• YOUR TASK: Check every line below for the word "needed" and copy each one that has it.

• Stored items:
..........

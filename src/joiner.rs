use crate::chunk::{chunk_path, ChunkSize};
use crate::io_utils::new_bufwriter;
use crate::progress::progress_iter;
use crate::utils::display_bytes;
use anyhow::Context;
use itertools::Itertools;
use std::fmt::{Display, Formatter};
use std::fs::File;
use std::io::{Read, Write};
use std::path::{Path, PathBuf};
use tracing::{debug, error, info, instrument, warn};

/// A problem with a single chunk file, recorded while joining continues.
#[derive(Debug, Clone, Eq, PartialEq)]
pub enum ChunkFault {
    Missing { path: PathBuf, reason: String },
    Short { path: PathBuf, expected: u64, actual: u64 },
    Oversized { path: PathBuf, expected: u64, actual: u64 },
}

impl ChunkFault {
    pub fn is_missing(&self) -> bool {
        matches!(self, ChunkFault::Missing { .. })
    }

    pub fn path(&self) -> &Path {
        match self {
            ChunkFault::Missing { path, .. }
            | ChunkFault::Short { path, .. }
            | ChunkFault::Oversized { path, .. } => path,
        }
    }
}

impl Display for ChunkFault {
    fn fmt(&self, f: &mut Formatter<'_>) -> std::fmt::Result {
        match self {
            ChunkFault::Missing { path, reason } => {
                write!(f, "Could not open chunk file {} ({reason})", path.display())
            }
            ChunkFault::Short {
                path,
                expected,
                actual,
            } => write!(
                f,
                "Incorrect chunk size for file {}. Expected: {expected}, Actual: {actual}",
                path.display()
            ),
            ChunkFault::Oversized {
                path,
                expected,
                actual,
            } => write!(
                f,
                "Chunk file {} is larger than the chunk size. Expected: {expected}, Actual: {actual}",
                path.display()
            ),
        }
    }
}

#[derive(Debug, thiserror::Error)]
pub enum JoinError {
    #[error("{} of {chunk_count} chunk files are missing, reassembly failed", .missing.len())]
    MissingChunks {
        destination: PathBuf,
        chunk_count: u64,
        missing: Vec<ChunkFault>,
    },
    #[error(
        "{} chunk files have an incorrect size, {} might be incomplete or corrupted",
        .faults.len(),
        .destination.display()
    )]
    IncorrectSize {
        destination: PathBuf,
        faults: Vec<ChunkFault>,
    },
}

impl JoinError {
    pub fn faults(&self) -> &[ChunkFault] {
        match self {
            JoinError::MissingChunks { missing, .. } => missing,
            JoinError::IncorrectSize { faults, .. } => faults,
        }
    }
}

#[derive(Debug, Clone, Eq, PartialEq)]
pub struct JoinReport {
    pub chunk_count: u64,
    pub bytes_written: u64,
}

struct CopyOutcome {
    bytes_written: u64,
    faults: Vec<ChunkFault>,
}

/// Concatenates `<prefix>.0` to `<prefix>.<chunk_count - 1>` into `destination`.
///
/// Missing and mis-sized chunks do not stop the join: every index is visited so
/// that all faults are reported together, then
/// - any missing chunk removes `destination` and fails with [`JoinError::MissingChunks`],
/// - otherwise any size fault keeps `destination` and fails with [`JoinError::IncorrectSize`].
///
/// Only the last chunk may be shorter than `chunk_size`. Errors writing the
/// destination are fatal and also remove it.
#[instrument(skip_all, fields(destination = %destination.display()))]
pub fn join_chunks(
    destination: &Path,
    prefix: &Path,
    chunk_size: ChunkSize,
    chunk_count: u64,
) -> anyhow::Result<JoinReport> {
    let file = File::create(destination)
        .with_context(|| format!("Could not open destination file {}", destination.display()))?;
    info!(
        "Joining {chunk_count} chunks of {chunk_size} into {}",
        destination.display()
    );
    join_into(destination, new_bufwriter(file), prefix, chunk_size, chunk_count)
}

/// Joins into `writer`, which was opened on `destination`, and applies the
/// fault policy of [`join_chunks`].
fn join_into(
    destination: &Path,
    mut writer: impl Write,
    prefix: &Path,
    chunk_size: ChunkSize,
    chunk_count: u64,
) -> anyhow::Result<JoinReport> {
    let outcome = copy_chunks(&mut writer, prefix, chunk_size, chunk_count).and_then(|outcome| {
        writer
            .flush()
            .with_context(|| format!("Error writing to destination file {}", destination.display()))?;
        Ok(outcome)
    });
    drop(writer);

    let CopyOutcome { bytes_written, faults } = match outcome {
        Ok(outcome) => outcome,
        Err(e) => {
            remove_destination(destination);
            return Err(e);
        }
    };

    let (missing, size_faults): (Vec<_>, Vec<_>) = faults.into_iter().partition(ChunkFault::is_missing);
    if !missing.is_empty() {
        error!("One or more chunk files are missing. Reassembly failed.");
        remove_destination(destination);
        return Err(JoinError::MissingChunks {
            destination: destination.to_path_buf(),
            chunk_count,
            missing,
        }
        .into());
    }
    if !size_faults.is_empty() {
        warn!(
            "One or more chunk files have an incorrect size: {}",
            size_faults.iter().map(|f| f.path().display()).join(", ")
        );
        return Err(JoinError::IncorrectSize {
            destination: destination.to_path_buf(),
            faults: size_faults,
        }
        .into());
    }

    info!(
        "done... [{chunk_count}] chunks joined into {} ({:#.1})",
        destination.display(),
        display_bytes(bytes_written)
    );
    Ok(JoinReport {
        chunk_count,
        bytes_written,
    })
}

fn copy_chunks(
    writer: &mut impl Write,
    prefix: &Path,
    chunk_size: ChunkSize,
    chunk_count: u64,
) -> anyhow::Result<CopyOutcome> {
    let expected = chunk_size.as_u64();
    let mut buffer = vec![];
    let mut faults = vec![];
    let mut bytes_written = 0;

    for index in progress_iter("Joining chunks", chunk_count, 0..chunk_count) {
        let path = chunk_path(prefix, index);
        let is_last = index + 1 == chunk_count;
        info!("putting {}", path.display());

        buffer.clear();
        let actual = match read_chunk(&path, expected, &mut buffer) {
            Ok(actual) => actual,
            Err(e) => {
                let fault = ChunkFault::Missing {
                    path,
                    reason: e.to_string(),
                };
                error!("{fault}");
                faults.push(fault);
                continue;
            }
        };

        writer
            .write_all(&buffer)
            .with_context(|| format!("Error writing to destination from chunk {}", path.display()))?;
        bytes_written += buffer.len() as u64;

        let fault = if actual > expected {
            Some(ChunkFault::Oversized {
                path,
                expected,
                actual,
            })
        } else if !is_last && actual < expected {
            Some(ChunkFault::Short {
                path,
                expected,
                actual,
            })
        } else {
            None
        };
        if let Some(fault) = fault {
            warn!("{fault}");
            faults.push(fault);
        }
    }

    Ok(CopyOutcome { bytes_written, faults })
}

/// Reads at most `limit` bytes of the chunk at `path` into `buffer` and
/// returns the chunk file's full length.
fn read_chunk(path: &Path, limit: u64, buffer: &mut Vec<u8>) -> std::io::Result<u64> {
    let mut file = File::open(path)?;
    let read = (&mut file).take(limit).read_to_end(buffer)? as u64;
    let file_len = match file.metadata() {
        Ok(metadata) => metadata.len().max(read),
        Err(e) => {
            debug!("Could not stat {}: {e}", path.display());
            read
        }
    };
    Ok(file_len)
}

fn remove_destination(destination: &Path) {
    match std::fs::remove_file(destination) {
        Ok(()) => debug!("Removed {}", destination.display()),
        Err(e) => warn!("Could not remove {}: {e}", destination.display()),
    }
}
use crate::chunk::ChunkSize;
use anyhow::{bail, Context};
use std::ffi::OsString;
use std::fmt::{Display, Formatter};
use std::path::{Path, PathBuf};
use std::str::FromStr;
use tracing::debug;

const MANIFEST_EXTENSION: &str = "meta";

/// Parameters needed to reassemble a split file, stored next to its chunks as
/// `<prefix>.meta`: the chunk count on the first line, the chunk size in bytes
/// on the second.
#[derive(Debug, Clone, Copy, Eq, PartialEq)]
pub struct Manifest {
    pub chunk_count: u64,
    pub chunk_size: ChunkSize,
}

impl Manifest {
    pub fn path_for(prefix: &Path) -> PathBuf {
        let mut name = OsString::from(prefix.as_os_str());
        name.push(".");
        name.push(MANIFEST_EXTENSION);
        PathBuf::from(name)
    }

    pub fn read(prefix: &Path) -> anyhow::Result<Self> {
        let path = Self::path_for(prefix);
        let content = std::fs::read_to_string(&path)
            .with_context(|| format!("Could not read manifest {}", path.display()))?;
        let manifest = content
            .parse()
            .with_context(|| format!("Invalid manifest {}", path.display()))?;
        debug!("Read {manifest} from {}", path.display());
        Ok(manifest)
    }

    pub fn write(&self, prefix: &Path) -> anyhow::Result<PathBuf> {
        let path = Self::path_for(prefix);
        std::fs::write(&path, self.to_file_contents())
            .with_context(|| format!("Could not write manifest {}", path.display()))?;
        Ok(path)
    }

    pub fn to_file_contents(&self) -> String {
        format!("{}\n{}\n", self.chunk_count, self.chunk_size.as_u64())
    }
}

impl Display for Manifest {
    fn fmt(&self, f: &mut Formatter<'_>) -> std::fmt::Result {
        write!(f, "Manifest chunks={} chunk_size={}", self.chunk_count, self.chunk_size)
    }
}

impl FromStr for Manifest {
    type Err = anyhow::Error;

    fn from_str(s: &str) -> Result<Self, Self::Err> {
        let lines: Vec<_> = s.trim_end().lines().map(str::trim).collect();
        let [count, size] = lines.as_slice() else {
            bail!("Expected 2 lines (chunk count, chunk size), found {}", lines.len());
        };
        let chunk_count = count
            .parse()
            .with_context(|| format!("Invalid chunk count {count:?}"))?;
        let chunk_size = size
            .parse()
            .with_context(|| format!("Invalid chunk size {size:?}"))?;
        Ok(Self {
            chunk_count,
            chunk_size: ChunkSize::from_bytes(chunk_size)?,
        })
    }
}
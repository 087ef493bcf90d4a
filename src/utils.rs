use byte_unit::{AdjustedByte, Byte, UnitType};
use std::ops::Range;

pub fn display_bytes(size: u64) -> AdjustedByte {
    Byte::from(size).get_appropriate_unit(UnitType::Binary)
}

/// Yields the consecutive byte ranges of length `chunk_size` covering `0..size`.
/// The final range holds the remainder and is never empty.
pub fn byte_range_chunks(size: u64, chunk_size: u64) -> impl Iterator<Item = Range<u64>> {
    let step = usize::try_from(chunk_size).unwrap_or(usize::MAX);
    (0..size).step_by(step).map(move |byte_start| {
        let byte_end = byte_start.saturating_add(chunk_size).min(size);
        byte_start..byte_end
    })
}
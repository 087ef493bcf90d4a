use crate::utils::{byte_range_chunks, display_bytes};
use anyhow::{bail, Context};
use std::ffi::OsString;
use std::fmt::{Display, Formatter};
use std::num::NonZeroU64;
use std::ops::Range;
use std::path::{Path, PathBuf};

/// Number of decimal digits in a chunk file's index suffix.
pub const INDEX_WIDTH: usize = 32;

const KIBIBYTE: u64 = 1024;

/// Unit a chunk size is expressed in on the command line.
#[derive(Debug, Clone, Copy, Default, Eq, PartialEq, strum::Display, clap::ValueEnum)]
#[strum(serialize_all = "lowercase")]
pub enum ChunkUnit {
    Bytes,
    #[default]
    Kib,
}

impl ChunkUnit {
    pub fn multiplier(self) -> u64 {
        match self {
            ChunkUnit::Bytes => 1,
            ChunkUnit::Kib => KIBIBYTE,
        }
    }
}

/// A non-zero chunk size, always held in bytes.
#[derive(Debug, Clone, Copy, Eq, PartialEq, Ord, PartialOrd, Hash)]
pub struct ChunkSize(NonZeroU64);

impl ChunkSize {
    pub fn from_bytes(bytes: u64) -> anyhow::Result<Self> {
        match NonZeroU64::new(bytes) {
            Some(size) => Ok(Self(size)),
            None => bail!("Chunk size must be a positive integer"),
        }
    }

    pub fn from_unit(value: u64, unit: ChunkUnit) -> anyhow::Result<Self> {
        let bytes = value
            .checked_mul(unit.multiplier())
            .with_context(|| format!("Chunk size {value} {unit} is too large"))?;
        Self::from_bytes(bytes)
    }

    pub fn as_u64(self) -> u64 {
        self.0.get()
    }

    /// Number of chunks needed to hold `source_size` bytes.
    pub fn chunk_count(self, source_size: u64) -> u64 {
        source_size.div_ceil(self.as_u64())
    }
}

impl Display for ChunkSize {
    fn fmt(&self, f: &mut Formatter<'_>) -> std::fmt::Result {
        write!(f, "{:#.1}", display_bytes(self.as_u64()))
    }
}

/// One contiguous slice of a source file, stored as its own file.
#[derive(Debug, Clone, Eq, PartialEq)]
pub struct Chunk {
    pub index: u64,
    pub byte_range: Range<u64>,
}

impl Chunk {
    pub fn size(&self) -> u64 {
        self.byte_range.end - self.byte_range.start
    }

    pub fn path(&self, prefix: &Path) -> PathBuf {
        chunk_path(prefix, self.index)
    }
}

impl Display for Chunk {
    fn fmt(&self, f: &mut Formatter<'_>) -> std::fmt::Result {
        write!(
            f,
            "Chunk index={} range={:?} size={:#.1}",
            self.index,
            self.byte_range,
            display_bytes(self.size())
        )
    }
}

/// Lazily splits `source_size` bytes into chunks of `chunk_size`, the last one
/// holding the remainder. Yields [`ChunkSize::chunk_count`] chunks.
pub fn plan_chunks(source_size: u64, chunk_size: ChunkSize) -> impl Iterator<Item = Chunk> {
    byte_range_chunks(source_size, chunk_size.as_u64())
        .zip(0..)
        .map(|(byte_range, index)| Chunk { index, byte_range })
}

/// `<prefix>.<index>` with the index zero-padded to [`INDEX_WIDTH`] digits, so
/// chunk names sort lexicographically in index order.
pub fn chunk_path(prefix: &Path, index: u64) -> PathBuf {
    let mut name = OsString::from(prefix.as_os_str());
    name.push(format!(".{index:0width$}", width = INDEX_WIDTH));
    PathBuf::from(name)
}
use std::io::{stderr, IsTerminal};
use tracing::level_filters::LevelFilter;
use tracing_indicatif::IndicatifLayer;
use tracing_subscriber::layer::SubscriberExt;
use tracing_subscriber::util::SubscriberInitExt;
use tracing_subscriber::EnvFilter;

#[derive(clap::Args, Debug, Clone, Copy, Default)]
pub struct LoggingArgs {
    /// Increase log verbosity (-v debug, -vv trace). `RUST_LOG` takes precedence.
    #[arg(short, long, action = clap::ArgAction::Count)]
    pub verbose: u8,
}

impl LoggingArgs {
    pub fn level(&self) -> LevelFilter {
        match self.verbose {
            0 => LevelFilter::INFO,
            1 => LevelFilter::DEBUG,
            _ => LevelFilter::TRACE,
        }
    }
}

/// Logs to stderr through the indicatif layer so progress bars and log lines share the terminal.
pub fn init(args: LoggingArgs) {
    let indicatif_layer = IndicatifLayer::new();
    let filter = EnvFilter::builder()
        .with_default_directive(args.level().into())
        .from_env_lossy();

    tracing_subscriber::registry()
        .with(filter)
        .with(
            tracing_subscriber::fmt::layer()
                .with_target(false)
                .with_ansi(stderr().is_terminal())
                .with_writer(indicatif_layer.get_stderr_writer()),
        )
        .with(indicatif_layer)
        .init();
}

..........

• ANSWER TO THIS EXERCISE:
/// Parameters needed to reassemble a split file, stored next to its chunks as
    /// Number of chunks needed to hold `source_size` bytes.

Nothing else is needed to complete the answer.